Dennis Peron, an activist who was among the first people to argue for the benefits of marijuana for AIDS patients and helped legalize medical pot in California, died Jan. 27 at a hospital in San Francisco. He was 72.
He had lung cancer, the San Francisco Chronicle reported.
Mr. Peron was a driving force behind a San Francisco ordinance allowing medical marijuana — a move that later aided the 1996 passage of Proposition 215 that legalized medical use in the entire state.
He argued for the benefits of medicinal marijuana for AIDS patients as the health crisis overtook San Francisco. The Chronicle said the epidemic took his partner, Jonathan West, in 1990.
Last year, a member of San Francisco’s Board of Supervisors called him “the father of medical marijuana” at an event honoring him last year.
“I came to San Francisco to find love and to change the world,” Mr. Peron said in reply. “I found love, only to lose him through AIDS. We changed the world.”

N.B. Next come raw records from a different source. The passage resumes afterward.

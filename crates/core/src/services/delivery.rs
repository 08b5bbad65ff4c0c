//! Live delivery of new messages.
//!
//! Delivery is best-effort and at-most-once per connection: the event is
//! serialized once, queued on every live connection of every recipient,
//! and never retried. Recipients without a live connection are counted as
//! missed and pick the message up on their next history fetch. A
//! connection that cannot take the event is shut down and unregistered,
//! so its client reconnects and catches up from history instead of
//! silently missing the message.

use std::collections::HashSet;
use std::sync::Arc;

use alumni_common::{AppError, AppResult, LiveEvent, MessagePayload};
use async_trait::async_trait;
use tracing::{debug, warn};

use super::connection_registry::ConnectionRegistry;
use super::event_publisher::EventPublisher;

/// Whether the sender's own connections receive their message.
#[derive(Debug, Clone, Copy, Default, PartialEq, Eq)]
pub enum EchoPolicy {
    /// Only the other members are notified.
    #[default]
    ExcludeSender,
    /// The sender's other devices are notified too.
    IncludeSender,
}

impl EchoPolicy {
    /// Policy matching the `echo_to_sender` setting.
    #[must_use]
    pub const fn from_echo_flag(echo_to_sender: bool) -> Self {
        if echo_to_sender {
            Self::IncludeSender
        } else {
            Self::ExcludeSender
        }
    }
}

/// Outcome of one dispatch.
#[derive(Debug, Clone, Copy, Default, PartialEq, Eq)]
pub struct DispatchReport {
    /// Distinct recipients considered.
    pub recipients: usize,
    /// Connections the event was queued on.
    pub delivered: usize,
    /// Recipients with no live connection.
    pub missed: usize,
    /// Connections that were closed or had a full queue.
    pub failed: usize,
}

/// Pushes new-message events to the live connections of conversation members.
#[derive(Clone)]
pub struct DeliveryDispatcher {
    registry: ConnectionRegistry,
    echo: EchoPolicy,
}

impl DeliveryDispatcher {
    /// Create a dispatcher over a registry.
    #[must_use]
    pub const fn new(registry: ConnectionRegistry, echo: EchoPolicy) -> Self {
        Self { registry, echo }
    }

    /// The registry this dispatcher reads from.
    #[must_use]
    pub const fn registry(&self) -> &ConnectionRegistry {
        &self.registry
    }

    /// Push `message` to every connected recipient among `member_ids`.
    ///
    /// Only serialization can fail. A connection whose push fails is shut
    /// down, removed from the registry and counted as failed.
    pub async fn dispatch(
        &self,
        message: &MessagePayload,
        member_ids: &[String],
    ) -> AppResult<DispatchReport> {
        let event = LiveEvent::NewMessage {
            message: message.clone(),
        };
        let frame: Arc<str> = serde_json::to_string(&event)
            .map_err(|e| AppError::Internal(format!("Failed to serialize live event: {e}")))?
            .into();

        let mut report = DispatchReport::default();
        let mut seen = HashSet::new();

        for recipient in member_ids {
            if !seen.insert(recipient.as_str()) {
                continue;
            }
            if self.echo == EchoPolicy::ExcludeSender && *recipient == message.sender_id {
                continue;
            }
            report.recipients += 1;

            let connections = self.registry.connections_for(recipient).await;
            if connections.is_empty() {
                debug!(
                    message_id = %message.id,
                    user_id = %recipient,
                    "Recipient offline, delivery missed"
                );
                report.missed += 1;
                continue;
            }

            for connection in connections {
                match connection.push(frame.clone()) {
                    Ok(()) => report.delivered += 1,
                    Err(e) => {
                        warn!(
                            message_id = %message.id,
                            user_id = %recipient,
                            connection_id = %connection.id,
                            error = %e,
                            "Failed to push live event, dropping connection"
                        );
                        connection.shut_down();
                        self.registry.unregister(recipient, connection.id).await;
                        report.failed += 1;
                    }
                }
            }
        }

        debug!(
            message_id = %message.id,
            conversation_id = %message.conversation_id,
            recipients = report.recipients,
            delivered = report.delivered,
            missed = report.missed,
            failed = report.failed,
            "Message dispatched"
        );

        Ok(report)
    }
}

#[async_trait]
impl EventPublisher for DeliveryDispatcher {
    async fn publish_new_message(
        &self,
        message: &MessagePayload,
        member_ids: &[String],
    ) -> AppResult<()> {
        self.dispatch(message, member_ids).await.map(|_| ())
    }
}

A Vietnam War veteran, Mr. Peron spent some of his last years on a farm in Lake County, Calif., growing and giving away medical marijuana.
Born in the Bronx on April 8, 1945, and raised on Long Island, he called himself in his published memoir a “gay kid from Long Island who joined the Air Force to get away from home.”
After his discharge, he moved to a commune in San Francisco where he befriended Supervisor Harvey Milk and began selling marijuana.
In 1991, Mr. Peron founded the first public cannabis dispensary in the country during the height of the U.S. drug war.
He and a friend distributed pot to AIDS patients, got busted several times and was shot in the leg by a police officer, the newspaper said.
The pot club served 9,000 clients before it was closed by a judge.
“The city and the country has lost a cannabis leader who lived life on the edge,” Terrance Alan, a member of the city’s Cannabis Commission, told the Chronicle, “He lived his whole life on the edge, and that’s what allowed us to lead in cannabis.”